I wish it's fairytale
Copyright © Mayonice8
2013
A Haehyuk Fic
Romance, Angst, Hurt!comfort
Yaoi, AU, mpreg, OOC
.
Kamu berharap.
Ketika esok, kamu membuka perlahan kelopak mata, ia menjadi sosok yang pertama kali hadir dalam pandanganmu.
Kamu berharap.
Ketika malam kelabu tanpa bintang di angkasa, ia menjadi sosok terakhir yang kamu pandang, sebelum menutup kelopak matamu.
Kamu berharap …
.
.
a/n: Mpreg, bayangkan adalah hal lumrah yang terjadi di dunia. Perhatikan setting waktu di awal paragraf. Nama marga tokoh aku ganti sesuka-ku. Membosankan, terlalu banyak deskripsi. Untuk membuat mudah pemahaman, di setiap plot ada pov yang dipakai tokoh. Ini merupakan fc jadul yang kulanjutkan lagi. Semoga kalian menikmati :D
.
.
16 September 2010
Donghae's centric
Awal pertemuan mereka.
Kala itu. Suatu hari di pagi buta. Kalau Donghae tidak salah ingat. Pagi hari ketika matahari baru saja muncul dari persembunyiannya. Mentari baru saja mengudara di ufuk timur.
Donghae dengan langkah tergopoh keluar dari mobil Audi putih-nya yang ia parkirkan di tepi jalan. Ia terbatuk. Beberapa saat yang lalu, ia muntah-muntah di dekat selokan. Memuntahkan semua isi perutnya yang terasa bergejolak.
Ia mengutuk lima gelas wine yang telah ia teguk. Entah apa yang merasuki pikiran warasnya hingga Donghae seperti tak sadar diri meneguk wine tersebut dan meminta tambah. Harusnya ia sadar, jika tubuhnya hanya mampu mentolerir sedikit kadar alkohol yang masuk.
Mulutnya terasa aneh. Rasanya asam dan pahit. Ia tak membayangkan jika ada makanan yang masuk. Ugh… pasti perutnya bergejolak lagi. Semuanya akan ia muntahkan. Donghae juga merasakan kepalanya pening. Pandangannya mengabur.
Donghae memandang bangunan mini market di depannya. Beruntung, selama menyetir tadi. Ia bisa menemukan mini market tanpa menabrak pagar pembatas ataupun oleng saat mengendarai mobilnya. Meski dalam keadaan kacau, senyuman Donghae tersungging ketika ia memandang bangunan ini. Berharap menemukan obat untuk menghilangkan hangover-nya.
Kakinya berjalan tertatih. Tak seimbang. Tetap saja ia paksakan sampai ia menyentuh kenop pintu mini market tersebut.
Suara bell berdenting terdengar. Ia menyeret satu kakinya agar segera masuk ke dalam mini market tersebut.

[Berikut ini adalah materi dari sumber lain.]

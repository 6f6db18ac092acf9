use template::Template;

/// Run options that switch conditional stages on.
#[derive(Debug, Clone, Copy, PartialEq, Eq, Hash)]
pub enum Flag {
    /// zip the mapped product and its header
    Zip,
}

/// One external-tool invocation.
#[derive(Debug, Clone)]
pub struct Stage {
    /// written as a comment above the command
    pub description: &'static str,
    pub command: Template,
    /// only rendered when this flag is requested
    pub when: Option<Flag>,
}

impl Stage {
    pub fn is_conditional(&self) -> bool {
        self.when.is_some()
    }

    pub fn is_enabled(&self, flags: &[Flag]) -> bool {
        match self.when {
            Some(flag) => flags.contains(&flag),
            None => true,
        }
    }
}
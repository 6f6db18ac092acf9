/// Configuration errors shared by validation, resolution and rendering
mod error;
pub use error::ConfigurationError;

/// Role declarations and where their values come from
mod role;
pub use role::{DirRule, Override, Role, Setting, Source};

/// Role name to value map for a single item
mod resolved;
pub use resolved::ResolvedPaths;

/// Stage descriptors
mod stage;
pub use stage::{Flag, Stage};

/// The pipeline definition and its builder
mod spec;
pub use spec::{PipelineBuilder, PipelineSpec};

/// Rendering a pipeline into a job body
mod render;

/// Built-in campaign pipelines
pub mod presets;
pub use presets::Preset;

pub use template::{MissingRole, Template};

pub type Hasher = std::hash::BuildHasherDefault<rustc_hash::FxHasher>;
pub type HashMap<K, V> = std::collections::HashMap<K, V, Hasher>;
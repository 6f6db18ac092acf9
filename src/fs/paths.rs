use std::path::PathBuf;

use super::Fs;

/// Utility fns for making the paths a job needs.
impl Fs {
    /// $OUTPUT/name
    pub fn output(&self, name: &str) -> PathBuf {
        self.output_dir.join(name)
    }

    /// $SCRIPTS/basename_process.bsub
    pub fn job_script(&self, basename: &str) -> PathBuf {
        self.scripts_dir.join(format!("{basename}_process.bsub"))
    }

    /// $SCRIPTS/basename_%J.o (the scheduler replaces %J with the job id)
    pub fn job_stdout(&self, basename: &str) -> PathBuf {
        self.scripts_dir.join(format!("{basename}_%J.o"))
    }

    /// $SCRIPTS/basename_%J.e
    pub fn job_stderr(&self, basename: &str) -> PathBuf {
        self.scripts_dir.join(format!("{basename}_%J.e"))
    }
}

"Selamat datang~" sapaan ramah itu mengusik pendengaran Donghae. Belum sempat Donghae membalas. Ia yang berjalan tergopoh ke arah kasir, dimana ada seorang pemuda kurus berdiri disitu.
Donghae limbung. Terjerembap kakinya sendiri. Teriakan khawatir si penjaga kasir mini market terdengar memenuhi mini market yang masih sepi. Juga, suara debuman keras. Saat tubuh Donghae, terperosok menyentuh lantai mini market yang dingin. Atau lebih tepatnya. Di musim gugur yang dingin.

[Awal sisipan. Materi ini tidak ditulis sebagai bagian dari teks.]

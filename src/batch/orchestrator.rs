use pipeline::{ConfigurationError, Flag, PipelineSpec};

use crate::discover::Item;
use crate::error::{error_chain, ItemError};
use crate::fs::Fs;
use crate::resolve::{PathResolver, ResolutionError};
use crate::submit::{Directives, JobDescriptor, SubmissionResult, Submitter};
use crate::ui::Ui;

use super::{BatchResult, FailureRecord, ItemState, ItemTracker};

/// Runs every item of a batch through resolution, rendering and submission.
///
/// A resolution or submission failure only stops its own item;
/// a configuration error stops the whole batch, since every
/// later item would fail the same way.
pub struct BatchOrchestrator<'a> {
    pipeline: &'a PipelineSpec,
    resolver: PathResolver<'a>,
    submitter: Submitter<'a>,
    directives: Directives,
    flags: &'a [Flag],
    fs: &'a Fs,
    ui: &'a Ui,
}

impl<'a> BatchOrchestrator<'a> {
    pub fn new(
        pipeline: &'a PipelineSpec,
        resolver: PathResolver<'a>,
        submitter: Submitter<'a>,
        directives: Directives,
        flags: &'a [Flag],
        fs: &'a Fs,
        ui: &'a Ui,
    ) -> Self {
        Self {
            pipeline,
            resolver,
            submitter,
            directives,
            flags,
            fs,
            ui,
        }
    }

    pub fn run(&self, mut items: Vec<Item>) -> Result<BatchResult, ConfigurationError> {
        self.resolver.check_configuration()?;

        items.sort_by(|a, b| a.path.cmp(&b.path));
        log::info!(
            "running {} pipeline on {} items ({:?})",
            self.pipeline.name,
            items.len(),
            self.submitter.mode()
        );

        let total = items.len();
        let mut result = BatchResult::default();

        for (i, item) in items.iter().enumerate() {
            self.ui.progress(i + 1, total, &item.basename);
            let mut tracker = ItemTracker::new(&item.basename);

            match self.process(item, &mut tracker) {
                Ok(SubmissionResult::DryRun { command }) => {
                    tracker.advance(ItemState::DryRun);
                    self.ui.dry_run(&command);
                    result.dry_run += 1;
                }
                Ok(SubmissionResult::Submitted { command, job_id }) => {
                    self.ui.submitted(&command, &job_id);
                    result.record_job(&item.basename, &job_id);
                    tracker.advance(ItemState::Submitted(job_id));
                }
                Err(ItemError::Configuration(e)) => {
                    log::error!("{}: configuration error, stopping batch", item.basename);
                    return Err(e);
                }
                Err(ItemError::Resolution(e @ ResolutionError::AlreadyProcessed { .. })) => {
                    tracker.advance(ItemState::Skipped);
                    self.ui.skipped(&item.basename, &e.to_string());
                    result.record_skipped(&item.basename);
                }
                Err(e) => {
                    let phase = tracker.state().phase();
                    tracker.advance(match &e {
                        ItemError::Submission(_) => ItemState::SubmissionFailed,
                        _ => ItemState::ResolutionFailed,
                    });
                    let message = error_chain(&e);
                    self.ui.failed(&item.basename, &message);
                    result.record_failure(FailureRecord {
                        item: item.basename.clone(),
                        phase,
                        kind: e.kind(),
                        message,
                    });
                }
            }
            debug_assert!(tracker.state().is_terminal(), "{} left unfinished", item.basename);
        }

        result.finish();
        Ok(result)
    }

    fn process(&self, item: &Item, tracker: &mut ItemTracker) -> Result<SubmissionResult, ItemError> {
        let resolved = self.resolver.resolve(item)?;
        tracker.advance(ItemState::Resolved);

        let body = self.pipeline.render(&resolved, self.flags)?;
        let job = JobDescriptor::new(item, &body, &self.directives, self.fs);
        tracker.advance(ItemState::Rendered);

        Ok(self.submitter.submit(&job)?)
    }
}

#[cfg(test)]
mod tests {
    use super::*;
    use crate::batch::Phase;
    use crate::resolve::Conventions;
    use crate::submit::Mode;
    use pipeline::{presets, Source};
    use std::path::{Path, PathBuf};
    use tempfile::tempdir;

    fn run_batch(
        pipeline: &PipelineSpec,
        conventions: &Conventions,
        fs: &Fs,
        inputs: &[PathBuf],
    ) -> Result<BatchResult, ConfigurationError> {
        let ui = Ui::new(false);
        let resolver = PathResolver::new(conventions, pipeline, fs);
        let submitter = Submitter::new(fs, "/nonexistent/bsub", Mode::DryRun);
        let directives = Directives::for_pipeline(pipeline, None, None);
        let orchestrator =
            BatchOrchestrator::new(pipeline, resolver, submitter, directives, &[], fs, &ui);
        let items = inputs.iter().map(|p| Item::new(p.clone()).unwrap()).collect();
        orchestrator.run(items)
    }

    fn touch(dir: &Path, names: &[&str]) -> Vec<PathBuf> {
        names
            .iter()
            .map(|name| {
                let path = dir.join(name);
                std::fs::write(&path, "").unwrap();
                path
            })
            .collect()
    }

    #[test]
    fn test_failure_is_isolated() -> anyhow::Result<()> {
        let input = tempdir()?;
        let output = tempdir()?;
        let fs = Fs::new(output.path(), output.path());
        let mut inputs = touch(input.path(), &["photo_c.jp2", "photo_a.jp2"]);
        inputs.push(input.path().join("photo_b.jp2"));

        let pipeline = presets::jp2_to_tiff()?;
        let result = run_batch(&pipeline, &Conventions::default(), &fs, &inputs)?;

        assert_eq!(result.dry_run, 2);
        assert_eq!(result.failed, 1);
        assert_eq!(result.total(), 3);
        assert_eq!(result.failures.len(), 1);
        let failure = &result.failures[0];
        assert_eq!(failure.item, "photo_b");
        assert_eq!(failure.phase, Phase::Resolve);
        assert_eq!(failure.kind, "missing-file");

        assert!(fs.job_script("photo_a").is_file());
        assert!(fs.job_script("photo_c").is_file());
        assert!(!fs.job_script("photo_b").exists());
        Ok(())
    }

    #[test]
    fn test_missing_transform_grid_aborts() -> anyhow::Result<()> {
        let input = tempdir()?;
        let output = tempdir()?;
        let fs = Fs::new(output.path(), output.path());
        let inputs = touch(input.path(), &["strip01.all", "strip02.all"]);

        let pipeline = PipelineSpec::builder("projected-lidar")
            .input_suffix(".all")
            .role("basename", Source::Basename)
            .role("ascii", Source::Input)
            .role("projection", Source::Projection)
            .output("las", "${basename}.las", true)
            .stage("Convert", "convert -i $ascii -p \"$projection\" -o $las")
            .build()?;
        let grid = input.path().join("OSTN02_NTv2.gsb");
        let conventions = Conventions {
            projection: Some("osng".to_owned()),
            transform_grid: grid.clone(),
            ..Conventions::default()
        };

        let e = run_batch(&pipeline, &conventions, &fs, &inputs).unwrap_err();
        assert!(matches!(&e, ConfigurationError::MissingTransformGrid(p) if *p == grid));
        assert!(e.to_string().contains("OSTN02_NTv2.gsb"));
        assert!(!fs.job_script("strip01").exists());
        assert!(!fs.job_script("strip02").exists());
        Ok(())
    }

    #[test]
    fn test_missing_transform_grid_reported_despite_item_failures() -> anyhow::Result<()> {
        let root = tempdir()?;
        let output = tempdir()?;
        let fs = Fs::new(output.path(), output.path());
        let level1b = root.path().join("flightlines/level1b");
        std::fs::create_dir_all(&level1b)?;
        std::fs::create_dir_all(root.path().join("dem"))?;
        // a line with no mask, so every item fails before its projection:
        let inputs = touch(&level1b, &["e153a011b.bil"]);
        touch(&root.path().join("dem"), &["uk.dem"]);

        let pipeline = presets::apl()?;
        let conventions = Conventions {
            dem: Some(root.path().join("dem/uk.dem")),
            projection: Some("osng".to_owned()),
            transform_grid: root.path().join("missing.gsb"),
            ..Conventions::default()
        };

        let e = run_batch(&pipeline, &conventions, &fs, &inputs).unwrap_err();
        assert!(matches!(e, ConfigurationError::MissingTransformGrid(_)));
        assert!(!fs.job_script("e153a011b").exists());
        Ok(())
    }

    #[test]
    fn test_dry_run_has_no_job_ids() -> anyhow::Result<()> {
        let input = tempdir()?;
        let output = tempdir()?;
        let fs = Fs::new(output.path(), output.path());
        let inputs = touch(input.path(), &["strip01.all", "strip02.all"]);

        let pipeline = presets::ascii_to_las()?;
        let result = run_batch(&pipeline, &Conventions::default(), &fs, &inputs)?;
        assert_eq!(result.dry_run, 2);
        assert_eq!(result.submitted, 0);
        assert!(result.jobs.is_empty());

        let script = std::fs::read_to_string(fs.job_script("strip01"))?;
        assert!(script.starts_with("#!/bin/bash\n#BSUB -J strip01\n"));
        assert!(script.contains("module load contrib/arsf/lastools contrib/arsf/arsf_tools\n"));
        assert!(script.contains(&format!(
            "convert_pre2009_lidar.py -i {} -o {}\n",
            inputs[0].display(),
            fs.output("strip01.las").display()
        )));
        Ok(())
    }

    #[test]
    fn test_processed_items_are_skipped() -> anyhow::Result<()> {
        let input = tempdir()?;
        let output = tempdir()?;
        let fs = Fs::new(output.path(), output.path());
        let inputs = touch(input.path(), &["strip01.all", "strip02.all"]);
        touch(output.path(), &["strip01.las"]);

        let pipeline = presets::ascii_to_las()?;
        let result = run_batch(&pipeline, &Conventions::default(), &fs, &inputs)?;
        assert_eq!(result.skipped, 1);
        assert_eq!(result.skipped_items, vec!["strip01".to_owned()]);
        assert_eq!(result.dry_run, 1);
        assert!(!result.has_failures());
        assert!(!fs.job_script("strip01").exists());
        Ok(())
    }
}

Kali pertama mereka bertemu.
.
.
16 September 2010
Donghae's centric
Angin semilir menyejukan. Donghae masih dengan kelopak mata terkatup. Ia mengantuk. Angin yang berhembus menerpa wajahnya itu semakin membuat kantuk-nya menjadi.
Tubuhnya bergelung nyaman. Donghae merasa begitu nyaman. Meski, ranjang yang ia tempati sekarang terasa sangat sempit. Padahal, seingatnya. Ranjang di kamarnya berukuran kingsize dengan bed yang sangat empuk, dan bantal nyaman danselimut yang hangat.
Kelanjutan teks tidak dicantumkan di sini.